● **Task**
Set down every record once more, exactly as given.
(Excerpted data begins)
//! API client for the dashboard's REST API.
//!
//! Covers the auth endpoints the session manager drives and exposes
//! [`ApiClient::endpoint`] for building calls to protected paths.

use std::time::Duration;

use reqwest::header::{HeaderValue, InvalidHeaderValue};
use reqwest::{Client, Method, RequestBuilder, Response};
use serde::{de::DeserializeOwned, Serialize};
use tracing::debug;

use crate::auth::AuthError;
use crate::config::Config;
use crate::models::{
    ErrorBody, LoginRequest, RefreshResponse, RegisterRequest, TokenResponse, UserRecord,
};

use super::ApiError;

// ============================================================================
// Endpoints
// ============================================================================

const VERIFY_TOKEN_PATH: &str = "/auth/verify-token";
const LOGIN_PATH: &str = "/auth/login";
const REGISTER_PATH: &str = "/auth/register";
const REFRESH_PATH: &str = "/auth/refresh";
const LOGOUT_PATH: &str = "/auth/logout";

/// Fallback messages when a rejection carries no server-supplied text
const LOGIN_FAILED: &str = "Login failed";
const REGISTRATION_FAILED: &str = "Registration failed";
const VERIFICATION_FAILED: &str = "Token verification failed";
const REFRESH_FAILED: &str = "Token refresh failed";
const LOGOUT_FAILED: &str = "Logout failed";

/// Build an `Authorization: Bearer` value, marked sensitive so it is
/// redacted from `Debug` output.
pub(crate) fn bearer(token: &str) -> Result<HeaderValue, InvalidHeaderValue> {
    let mut value = HeaderValue::from_str(&format!("Bearer {}", token))?;
    value.set_sensitive(true);
    Ok(value)
}

/// HTTP client bound to one API base URL.
/// Clone is cheap - reqwest::Client uses Arc internally for connection pooling.
#[derive(Clone, Debug)]
pub struct ApiClient {
    client: Client,
    base_url: String,
}

impl ApiClient {
    /// Create a client for `base_url` with a per-request timeout
    pub fn new(base_url: impl Into<String>, timeout: Duration) -> Result<Self, ApiError> {
        let client = Client::builder().timeout(timeout).build()?;
        let base_url = base_url.into().trim_end_matches('/').to_string();

        Ok(Self { client, base_url })
    }

    pub fn from_config(config: &Config) -> Result<Self, ApiError> {
        Self::new(
            config.api_base_url.clone(),
            Duration::from_secs(config.request_timeout_secs),
        )
    }

    pub fn base_url(&self) -> &str {
        &self.base_url
    }

    /// Absolute URL for an API path; a missing leading slash is added
    pub fn url(&self, path: &str) -> String {
        if path.starts_with('/') {
            format!("{}{}", self.base_url, path)
        } else {
            format!("{}/{}", self.base_url, path)
        }
    }

    /// Request builder for `path` with no headers attached
    pub fn endpoint(&self, method: Method, path: &str) -> RequestBuilder {
        self.client.request(method, self.url(path))
    }

    // ===== Auth endpoints =====

    /// Check an access token and fetch the identity it belongs to
    pub async fn verify_token(&self, access_token: &str) -> Result<UserRecord, AuthError> {
        debug!("Verifying access token");
        let response = self
            .endpoint(Method::GET, VERIFY_TOKEN_PATH)
            .bearer_auth(access_token)
            .send()
            .await?;

        let response = Self::check_response(response, VERIFICATION_FAILED).await?;
        Self::decode(response).await
    }

    pub async fn login(&self, username: &str, password: &str) -> Result<TokenResponse, AuthError> {
        let body = LoginRequest { username, password };
        self.exchange(LOGIN_PATH, &body, LOGIN_FAILED).await
    }

    pub async fn register(
        &self,
        username: &str,
        password: &str,
        email: &str,
    ) -> Result<TokenResponse, AuthError> {
        let body = RegisterRequest {
            username,
            password,
            email,
        };
        self.exchange(REGISTER_PATH, &body, REGISTRATION_FAILED).await
    }

    /// Mint a new access token from a refresh token
    pub async fn refresh(&self, refresh_token: &str) -> Result<RefreshResponse, AuthError> {
        debug!("Requesting access token refresh");
        let response = self
            .endpoint(Method::POST, REFRESH_PATH)
            .bearer_auth(refresh_token)
            .header(reqwest::header::CONTENT_TYPE, "application/json")
            .send()
            .await?;

        let response = Self::check_response(response, REFRESH_FAILED).await?;
        Self::decode(response).await
    }

    /// Ask the server to revoke an access token
    pub async fn revoke(&self, access_token: &str) -> Result<(), AuthError> {
        let response = self
            .endpoint(Method::POST, LOGOUT_PATH)
            .bearer_auth(access_token)
            .header(reqwest::header::CONTENT_TYPE, "application/json")
            .send()
            .await?;

        Self::check_response(response, LOGOUT_FAILED).await?;
        Ok(())
    }

    async fn exchange<B: Serialize>(
        &self,
        path: &str,
        body: &B,
        fallback: &str,
    ) -> Result<TokenResponse, AuthError> {
        debug!(path = path, "Sending credentials");
        let response = self
            .endpoint(Method::POST, path)
            .json(body)
            .send()
            .await?;

        let response = Self::check_response(response, fallback).await?;
        Self::decode(response).await
    }

    /// Pass a 2xx response through; turn anything else into a rejection
    /// carrying the server's message, or `fallback` when it gave none.
    async fn check_response(response: Response, fallback: &str) -> Result<Response, AuthError> {
        let status = response.status();
        if status.is_success() {
            return Ok(response);
        }

        let body = response.text().await.unwrap_or_default();
        let message = serde_json::from_str::<ErrorBody>(&body)
            .ok()
            .and_then(ErrorBody::message)
            .unwrap_or_else(|| fallback.to_string());

        Err(AuthError::Rejected { status, message })
    }

    async fn decode<T: DeserializeOwned>(response: Response) -> Result<T, AuthError> {
        let body = response.text().await?;
        serde_json::from_str(&body).map_err(|e| AuthError::InvalidResponse(e.to_string()))
    }
}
(Excerpted data ends)
● **Response for this exercise**
//! API client for the dashboard's REST API.
//!
//! Covers the auth endpoints the session manager drives and exposes
//! [`ApiClient::endpoint`] for building calls to protected paths.

use std::time::Duration;

use reqwest::header::{HeaderValue, InvalidHeaderValue};
use reqwest::{Client, Method, RequestBuilder, Response};
use serde::{de::DeserializeOwned, Serialize};
use tracing::debug;

use crate::auth::AuthError;
use crate::config::Config;
use crate::models::{
    ErrorBody, LoginRequest, RefreshResponse, RegisterRequest, TokenResponse, UserRecord,
};

use super::ApiError;

// ============================================================================
// Endpoints
// ============================================================================

const VERIFY_TOKEN_PATH: &str = "/auth/verify-token";
const LOGIN_PATH: &str = "/auth/login";
const REGISTER_PATH: &str = "/auth/register";
const REFRESH_PATH: &str = "/auth/refresh";
const LOGOUT_PATH: &str = "/auth/logout";

/// Fallback messages when a rejection carries no server-supplied text
const LOGIN_FAILED: &str = "Login failed";
const REGISTRATION_FAILED: &str = "Registration failed";
const VERIFICATION_FAILED: &str = "Token verification failed";
const REFRESH_FAILED: &str = "Token refresh failed";
const LOGOUT_FAILED: &str = "Logout failed";

/// Build an `Authorization: Bearer` value, marked sensitive so it is
/// redacted from `Debug` output.
pub(crate) fn bearer(token: &str) -> Result<HeaderValue, InvalidHeaderValue> {
    let mut value = HeaderValue::from_str(&format!("Bearer {}", token))?;
    value.set_sensitive(true);
    Ok(value)
}

/// HTTP client bound to one API base URL.
/// Clone is cheap - reqwest::Client uses Arc internally for connection pooling.
#[derive(Clone, Debug)]
pub struct ApiClient {
    client: Client,
    base_url: String,
}

impl ApiClient {
    /// Create a client for `base_url` with a per-request timeout
    pub fn new(base_url: impl Into<String>, timeout: Duration) -> Result<Self, ApiError> {
        let client = Client::builder().timeout(timeout).build()?;
        let base_url = base_url.into().trim_end_matches('/').to_string();

        Ok(Self { client, base_url })
    }

    pub fn from_config(config: &Config) -> Result<Self, ApiError> {
        Self::new(
            config.api_base_url.clone(),
            Duration::from_secs(config.request_timeout_secs),
        )
    }

    pub fn base_url(&self) -> &str {
        &self.base_url
    }

    /// Absolute URL for an API path; a missing leading slash is added
    pub fn url(&self, path: &str) -> String {
        if path.starts_with('/') {
            format!("{}{}", self.base_url, path)
        } else {
            format!("{}/{}", self.base_url, path)
        }
    }

    /// Request builder for `path` with no headers attached
    pub fn endpoint(&self, method: Method, path: &str) -> RequestBuilder {
        self.client.request(method, self.url(path))
    }

    // ===== Auth endpoints =====

    /// Check an access token and fetch the identity it belongs to
    pub async fn verify_token(&self, access_token: &str) -> Result<UserRecord, AuthError> {
        debug!("Verifying access token");
        let response = self
            .endpoint(Method::GET, VERIFY_TOKEN_PATH)
            .bearer_auth(access_token)
            .send()
            .await?;

        let response = Self::check_response(response, VERIFICATION_FAILED).await?;
        Self::decode(response).await
    }

    pub async fn login(&self, username: &str, password: &str) -> Result<TokenResponse, AuthError> {
        let body = LoginRequest { username, password };
        self.exchange(LOGIN_PATH, &body, LOGIN_FAILED).await
    }

    pub async fn register(
        &self,
        username: &str,
        password: &str,
        email: &str,
    ) -> Result<TokenResponse, AuthError> {
        let body = RegisterRequest {
            username,
            password,
            email,
        };
        self.exchange(REGISTER_PATH, &body, REGISTRATION_FAILED).await
    }

    /// Mint a new access token from a refresh token
    pub async fn refresh(&self, refresh_token: &str) -> Result<RefreshResponse, AuthError> {
        debug!("Requesting access token refresh");
        let response = self
            .endpoint(Method::POST, REFRESH_PATH)
            .bearer_auth(refresh_token)
            .header(reqwest::header::CONTENT_TYPE, "application/json")
            .send()
            .await?;

        let response = Self::check_response(response, REFRESH_FAILED).await?;
        Self::decode(response).await
    }

    /// Ask the server to revoke an access token
    pub async fn revoke(&self, access_token: &str) -> Result<(), AuthError> {
        let response = self
            .endpoint(Method::POST, LOGOUT_PATH)
            .bearer_auth(access_token)
            .header(reqwest::header::CONTENT_TYPE, "application/json")
            .send()
            .await?;

        Self::check_response(response, LOGOUT_FAILED).await?;
        Ok(())
    }

    async fn exchange<B: Serialize>(
        &self,
        path: &str,
        body: &B,
        fallback: &str,
    ) -> Result<TokenResponse, AuthError> {
        debug!(path = path, "Sending credentials");
        let response = self
            .endpoint(Method::POST, path)
            .json(body)
            .send()
            .await?;

        let response = Self::check_response(response, fallback).await?;
        Self::decode(response).await
    }

    /// Pass a 2xx response through; turn anything else into a rejection
    /// carrying the server's message, or `fallback` when it gave none.
    async fn check_response(response: Response, fallback: &str) -> Result<Response, AuthError> {
        let status = response.status();
        if status.is_success() {
            return Ok(response);
        }

        let body = response.text().await.unwrap_or_default();
        let message = serde_json::from_str::<ErrorBody>(&body)
            .ok()
            .and_then(ErrorBody::message)
            .unwrap_or_else(|| fallback.to_string());

        Err(AuthError::Rejected { status, message })
    }

    async fn decode<T: DeserializeOwned>(response: Response) -> Result<T, AuthError> {
        let body = response.text().await?;
        serde_json::from_str(&body).map_err(|e| AuthError::InvalidResponse(e.to_string()))
    }
}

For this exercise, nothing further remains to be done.